** Work order **
Pull every line containing "recipients" out of the listing below.

** Data extracts **
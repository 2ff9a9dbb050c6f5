//! Message fan-out to connected signaling clients.

use std::collections::HashMap;
use std::sync::Arc;
use std::sync::atomic::{AtomicUsize, Ordering};
use std::time::Instant;

use async_trait::async_trait;
use metrics::counter;
use parking_lot::Mutex;
use tokio::sync::RwLock;
use tracing::{debug, warn};

use vigil_core::ids::SessionToken;

use crate::connection::{ClientConnection, ClientRole};
use crate::message::SignalMessage;

/// Maximum total lifetime message drops before forcibly disconnecting a slow
/// client.
const MAX_TOTAL_DROPS: u64 = 100;

/// Signaling failures.
#[derive(Debug, thiserror::Error)]
pub enum SignalError {
    /// A message could not be serialized for the wire.
    #[error("failed to serialize signaling message: {0}")]
    Serialize(#[from] serde_json::Error),
}

/// The publishing seam engine components depend on.
///
/// The production implementation is [`SignalingHub`]; tests substitute a
/// recording fake.
#[async_trait]
pub trait SignalSink: Send + Sync {
    /// Publish a message to every client in the session's room.
    async fn publish(&self, token: &SessionToken, message: SignalMessage)
    -> Result<(), SignalError>;

    /// Publish a message to every connected client.
    async fn publish_all(&self, message: SignalMessage) -> Result<(), SignalError>;
}

/// Manages signaling fan-out to connected clients.
pub struct SignalingHub {
    /// Connected clients indexed by connection ID.
    connections: RwLock<HashMap<String, Arc<ClientConnection>>>,
    /// Atomic counter tracking total connections (avoids read-locking for
    /// count queries).
    active_count: AtomicUsize,
    /// Rooms whose monitored client has gone, with the instant it left.
    /// Consumed by the grace-period watchdog.
    vacated: Mutex<HashMap<SessionToken, Instant>>,
}

impl SignalingHub {
    /// Create a new hub.
    pub fn new() -> Self {
        Self {
            connections: RwLock::new(HashMap::new()),
            active_count: AtomicUsize::new(0),
            vacated: Mutex::new(HashMap::new()),
        }
    }

    /// Add a connection.
    pub async fn add(&self, connection: Arc<ClientConnection>) {
        if connection.role == ClientRole::Monitored {
            if let Some(token) = connection.room() {
                let _ = self.vacated.lock().remove(&token);
            }
        }
        let mut conns = self.connections.write().await;
        if conns.insert(connection.id.clone(), connection).is_none() {
            let _ = self.active_count.fetch_add(1, Ordering::Relaxed);
        }
    }

    /// Remove a connection by ID, recording room vacancy for monitored
    /// clients so the watchdog can apply the grace period.
    pub async fn remove(&self, connection_id: &str) {
        let removed = {
            let mut conns = self.connections.write().await;
            conns.remove(connection_id)
        };
        if let Some(conn) = removed {
            let _ = self.active_count.fetch_sub(1, Ordering::Relaxed);
            if conn.role == ClientRole::Monitored {
                if let Some(token) = conn.room() {
                    let _ = self.vacated.lock().insert(token, Instant::now());
                }
            }
        }
    }

    /// Bind a connection to a session room.
    pub async fn join_room(&self, connection_id: &str, token: SessionToken) {
        let conns = self.connections.read().await;
        if let Some(conn) = conns.get(connection_id) {
            if conn.role == ClientRole::Monitored {
                let _ = self.vacated.lock().remove(&token);
            }
            conn.join_room(token);
        } else {
            warn!(connection_id, "join_room for unknown connection");
        }
    }

    /// Broadcast a message to every client in the given room.
    pub async fn broadcast_to_room(&self, token: &SessionToken, message: &SignalMessage) {
        self.broadcast_to(
            |c| c.room().as_ref() == Some(token),
            message,
            token.as_str(),
        )
        .await;
    }

    /// Broadcast a message to every connected client.
    pub async fn broadcast_all(&self, message: &SignalMessage) {
        self.broadcast_to(|_| true, message, "all").await;
    }

    /// Serialize once, fan out to matching clients, evict slow clients.
    async fn broadcast_to(
        &self,
        filter: impl Fn(&ClientConnection) -> bool,
        message: &SignalMessage,
        label: &str,
    ) {
        let json = match serde_json::to_string(message) {
            Ok(j) => Arc::new(j),
            Err(e) => {
                warn!(kind = message.kind(), error = %e, "failed to serialize signaling message");
                return;
            }
        };
        let mut to_remove = Vec::new();
        {
            let conns = self.connections.read().await;
            let mut recipients = 0u32;
            for conn in conns.values() {
                if filter(conn) {
                    recipients += 1;
                    if !conn.send(Arc::clone(&json)) {
                        counter!("signal_broadcast_drops_total").increment(1);
                        let drops = conn.drop_count();
                        if drops >= MAX_TOTAL_DROPS {
                            warn!(conn_id = %conn.id, label, drops, "disconnecting slow client");
                            to_remove.push(conn.id.clone());
                        } else {
                            warn!(conn_id = %conn.id, label, total_drops = drops, "failed to send signaling message (channel full)");
                        }
                    }
                }
            }
            debug!(kind = message.kind(), label, recipients, "broadcast signaling message");
        }
        for id in &to_remove {
            self.remove(id).await;
        }
    }

    /// Number of active connections.
    pub fn connection_count(&self) -> usize {
        self.active_count.load(Ordering::Relaxed)
    }

    /// Connections currently in a room.
    pub async fn room_connections(&self, token: &SessionToken) -> Vec<Arc<ClientConnection>> {
        let conns = self.connections.read().await;
        conns
            .values()
            .filter(|c| c.room().as_ref() == Some(token))
            .cloned()
            .collect()
    }

    /// Rooms whose monitored client has been gone longer than `grace`.
    /// Each returned token is removed from the vacancy set so the caller acts
    /// on it exactly once.
    pub fn take_expired_rooms(&self, grace: std::time::Duration) -> Vec<SessionToken> {
        let mut vacated = self.vacated.lock();
        let expired: Vec<SessionToken> = vacated
            .iter()
            .filter(|(_, since)| since.elapsed() >= grace)
            .map(|(token, _)| token.clone())
            .collect();
        for token in &expired {
            let _ = vacated.remove(token);
        }
        expired
    }
}

impl Default for SignalingHub {
    fn default() -> Self {
        Self::new()
    }
}

#[async_trait]
impl SignalSink for SignalingHub {
    async fn publish(
        &self,
        token: &SessionToken,
        message: SignalMessage,
    ) -> Result<(), SignalError> {
        self.broadcast_to_room(token, &message).await;
        Ok(())
    }

    async fn publish_all(&self, message: SignalMessage) -> Result<(), SignalError> {
        self.broadcast_all(&message).await;
        Ok(())
    }
}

** Solution for this task **
            let mut recipients = 0u32;
                    recipients += 1;
            debug!(kind = message.kind(), label, recipients, "broadcast signaling message");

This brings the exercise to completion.